There were times when it seemed that the stage was too small for Tierinii Jackson on the weekend of her band Southern Avenue’s album release party. As she belted out the raucous “No Time To Lose,” the diminutive lead singer with a soaring soprano was a gyrating tour de force, the red streaks of her curls flying every which way as she kicked her legs about, seemingly using up all the muscles of her body.
The singer would have raised the rafters were there some in Jammin’ Java, the intimate music room nestled in a non-descript suburban strip mall outside Washington, DC. When she raised her finger and pointed above she was trying to get every intonation out of the romantic plea “Love Me Right,” a song with a rich storied r & b legacy that already feels like a timeworn classic.
The expressive front person who hinted at Beyoncé’s athleticism and the pedigree of a singer with the name Franklin, was the foil for the wonderfully understated but rip-roaring band worthy of being on Stax Records. It was easy to imagine Southern Avenue as a house band in their native Memphis or Muscle Shoals in the glory days of the Sixties, sent back to the future to save us from inauthenticity and our collective hurt. When Jackson prefaced the song “Peace Will Come” with a intro about love and equality, she was like a torchbearer of the human struggle, just dropping in on the neighborhood to spread some good news.
Her songwriting partner and lead guitarist Ori Naftaly’s Fender was stickered all over with the slogan Bring The Blues Alive most prominent. The Israeli native and Memphis transplant played off the keyboardist Jeremy Powell who dazzled unassumingly without any pretenses–stretching the keyboard with his fingers and the palm of his hand for classic fills. Sometimes Naftaly led, often he followed with he and Powell picking up tempo with the propulsive drumming of Jackson’s sister Tikyra. It reached a climax during “No Time To Lose” with his harrowing guitar underscoring Jackson’s emphatic shrieks in her blow-off to a lover.

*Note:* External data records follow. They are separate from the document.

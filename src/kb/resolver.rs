//! Fallback-chain resolution of entity mentions, fronted by the
//! multi-tier cache.

use std::sync::Arc;
use std::time::Duration;

use futures::StreamExt;
use tokio::sync::Semaphore;
use tracing::{debug, warn};

use crate::cache::{CacheKey, CachedRecord, TieredCache};
use crate::models::{Entity, KbRecord};

use super::KnowledgeBase;

/// One member of a resolver chain: the KB id used in cache keys plus
/// the backend handle checked out for this request.
pub struct ChainKb {
    pub id: String,
    pub backend: Arc<dyn KnowledgeBase>,
}

impl ChainKb {
    pub fn new(id: impl Into<String>, backend: Arc<dyn KnowledgeBase>) -> Self {
        Self {
            id: id.into(),
            backend,
        }
    }
}

/// Outcome of resolving one mention.
#[derive(Debug, Clone, PartialEq)]
pub enum Resolution {
    Resolved(KbRecord),
    /// No chain member had the mention; it passes through unenriched.
    Unresolved,
}

/// Counters for one enrichment batch.
#[derive(Debug, Clone, Copy, Default, PartialEq)]
pub struct ResolutionStats {
    pub attempted: usize,
    pub resolved: usize,
    pub cache_hits: usize,
}

impl ResolutionStats {
    /// Share of attempted mentions that resolved.
    pub fn hit_rate(&self) -> f64 {
        if self.attempted == 0 {
            0.0
        } else {
            self.resolved as f64 / self.attempted as f64
        }
    }
}

/// Resolves mentions against an ordered KB fallback chain.
///
/// Cloning shares the cache and the lookup concurrency bound.
#[derive(Clone)]
pub struct KbResolver {
    cache: Arc<TieredCache>,
    lookup_permits: Arc<Semaphore>,
    lookup_timeout: Duration,
}

impl KbResolver {
    pub fn new(cache: Arc<TieredCache>, max_concurrent_lookups: usize, lookup_timeout: Duration) -> Self {
        Self {
            cache,
            lookup_permits: Arc::new(Semaphore::new(max_concurrent_lookups.max(1))),
            lookup_timeout,
        }
    }

    pub fn cache(&self) -> &Arc<TieredCache> {
        &self.cache
    }

    /// Resolve one mention. Cache first, then each chain member in
    /// order; an erroring or timed-out KB is logged and skipped. A full
    /// miss is [`Resolution::Unresolved`], never an error.
    pub async fn resolve(
        &self,
        text: &str,
        record_type: &str,
        chain: &[ChainKb],
    ) -> Resolution {
        let (resolution, _) = self.resolve_tracked(text, record_type, chain).await;
        resolution
    }

    async fn resolve_tracked(
        &self,
        text: &str,
        record_type: &str,
        chain: &[ChainKb],
    ) -> (Resolution, bool) {
        let chain_ids: Vec<String> = chain.iter().map(|kb| kb.id.clone()).collect();
        let key = CacheKey::for_lookup(&chain_ids, text, record_type);

        if let Some(cached) = self.cache.get(&key).await {
            return (Resolution::Resolved(cached.record), true);
        }

        for kb in chain {
            let lookup = kb.backend.lookup(text, Some(record_type));
            match tokio::time::timeout(self.lookup_timeout, lookup).await {
                Ok(Ok(Some(record))) => {
                    debug!("Mention {:?} resolved by {}", text, kb.id);
                    self.cache.put(&key, &CachedRecord::new(record.clone())).await;
                    return (Resolution::Resolved(record), false);
                }
                Ok(Ok(None)) => continue,
                Ok(Err(e)) => {
                    warn!("KB {} errored for {:?}, skipping: {}", kb.id, text, e);
                }
                Err(_) => {
                    warn!(
                        "KB {} timed out after {:?} for {:?}, skipping",
                        kb.id, self.lookup_timeout, text
                    );
                }
            }
        }

        (Resolution::Unresolved, false)
    }

    /// Enrich a batch of entities concurrently, bounded by the
    /// configured maximum concurrent lookups. Entity order is
    /// preserved; unresolved mentions pass through unchanged.
    pub async fn resolve_entities(
        &self,
        mut entities: Vec<Entity>,
        chain: Arc<Vec<ChainKb>>,
    ) -> (Vec<Entity>, ResolutionStats) {
        if chain.is_empty() || entities.is_empty() {
            return (entities, ResolutionStats::default());
        }

        let mut handles = Vec::with_capacity(entities.len());
        for (idx, entity) in entities.iter().enumerate() {
            let resolver = self.clone();
            let chain = chain.clone();
            let text = entity.text.clone();
            let record_type = entity.entity_type.as_str().to_string();

            handles.push(tokio::spawn(async move {
                let _permit = resolver
                    .lookup_permits
                    .acquire()
                    .await
                    .expect("lookup semaphore closed");
                let (resolution, from_cache) =
                    resolver.resolve_tracked(&text, &record_type, &chain).await;
                (idx, resolution, from_cache)
            }));
        }

        let mut stats = ResolutionStats {
            attempted: entities.len(),
            ..Default::default()
        };
        for handle in handles {
            match handle.await {
                Ok((idx, Resolution::Resolved(record), from_cache)) => {
                    stats.resolved += 1;
                    if from_cache {
                        stats.cache_hits += 1;
                    }
                    entities[idx].kb_record = Some(record);
                }
                Ok((_, Resolution::Unresolved, _)) => {}
                Err(e) => warn!("Lookup task panicked: {}", e),
            }
        }

        (entities, stats)
    }

    /// Pull record batches from a KB's sync stream into the cache, so
    /// known mentions resolve without a lookup round-trip.
    pub async fn warm_from(&self, kb: &ChainKb, chain_ids: &[String], record_type: &str) -> usize {
        let mut warmed = 0;
        let mut stream = kb.backend.stream_records(record_type, 256, None);
        while let Some(batch) = stream.next().await {
            match batch {
                Ok(records) => {
                    for record in records {
                        let key =
                            CacheKey::for_lookup(chain_ids, &record.canonical_name, record_type);
                        self.cache.put(&key, &CachedRecord::new(record)).await;
                        warmed += 1;
                    }
                }
                Err(e) => {
                    warn!("Cache warming from {} stopped: {}", kb.id, e);
                    break;
                }
            }
        }
        if warmed > 0 {
            debug!("Warmed {} {} records from {}", warmed, record_type, kb.id);
        }
        warmed
    }
}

She kicked the band into drive on the funk soul of “Slipped, Tripped and Fell In Love” and her sister’s homesick blues narrative and romp “80 Miles From Memphis.” But much of the night she stepped back providing rich timbre and playing off the quintet’s innate musical vocabulary. When the sisters harmonized together during “It’s Gonna Be Alright.” it was like somewhere between being in church and daydreaming to the sound of the Beatles rooftop concert and the groove of “Don’t Let Me Down.”
Much to their credit Southern Avenue’s show stood on its own without the horns that buttress their debut album. Instead imagination intuitively filled in the sounds of the grooves where horns blew.
By the show’s end, Jackson had a message to impart, reminding everyone that no matter how things get, we shopuld not despair. She turned the mic on the audience, asking us to clap in unison and sing the chorus of Naftaly’s song “Don’t Give Up” that opens the album. It felt like some ancient chant that had been handed down through hard times and the ages, seasoned and ready to be sung again for struggles that lay ahead.